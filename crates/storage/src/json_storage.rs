//! JSON file storage implementation.
//!
//! Stores each key as its own file under a root directory. Values are
//! expected to be JSON documents (drafts are), and are validated as such
//! before being written so a corrupt write never replaces a good file.

use std::path::{Path, PathBuf};
use async_trait::async_trait;
use tokio::fs;
use super::{KeyValueStore, Result};

/// File-based JSON storage backend.
#[derive(Debug, Clone)]
pub struct JsonFileStore {
    root: PathBuf,
}

impl JsonFileStore {
    /// Create storage rooted at `root`, creating the directory if needed.
    pub async fn new(root: impl AsRef<Path>) -> Result<Self> {
        let root = root.as_ref().to_path_buf();
        fs::create_dir_all(&root).await?;
        Ok(Self { root })
    }

    /// Root directory.
    pub fn root(&self) -> &Path {
        &self.root
    }

    fn key_path(&self, key: &str) -> PathBuf {
        self.root.join(format!("{}.json", encode_key(key)))
    }
}

#[async_trait]
impl KeyValueStore for JsonFileStore {
    async fn get(&self, key: &str) -> Result<Option<String>> {
        match fs::read_to_string(self.key_path(key)).await {
            Ok(json) => Ok(Some(json)),
            Err(e) if e.kind() == std::io::ErrorKind::NotFound => Ok(None),
            Err(e) => Err(e.into()),
        }
    }

    async fn set(&self, key: &str, value: &str) -> Result<()> {
        // Reject non-JSON payloads up front.
        let _: serde_json::Value = serde_json::from_str(value)?;

        let path = self.key_path(key);
        let tmp = path.with_extension("json.tmp");
        fs::write(&tmp, value.as_bytes()).await?;
        fs::rename(&tmp, &path).await?;
        tracing::debug!("Wrote {} bytes to {}", value.len(), path.display());
        Ok(())
    }

    async fn remove(&self, key: &str) -> Result<()> {
        fs::remove_file(self.key_path(key)).await.or_else(|e| {
            if e.kind() == std::io::ErrorKind::NotFound { Ok(()) } else { Err(e) }
        })?;
        Ok(())
    }
}

/// Map a key onto a portable file name.
fn encode_key(key: &str) -> String {
    let mut out = String::with_capacity(key.len());
    for b in key.bytes() {
        match b {
            b'a'..=b'z' | b'A'..=b'Z' | b'0'..=b'9' | b'-' | b'_' | b'.' => out.push(b as char),
            b':' => out.push('~'),
            _ => out.push_str(&format!("%{:02X}", b)),
        }
    }
    out
}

**Task prompt:** Output only the lines from the one with "for b in key.bytes()" through the last line of the entries above; please keep them exact.

**Answer space:**
    for b in key.bytes() {
        match b {
            b'a'..=b'z' | b'A'..=b'Z' | b'0'..=b'9' | b'-' | b'_' | b'.' => out.push(b as char),
            b':' => out.push('~'),
            _ => out.push_str(&format!("%{:02X}", b)),
        }
    }
    out
}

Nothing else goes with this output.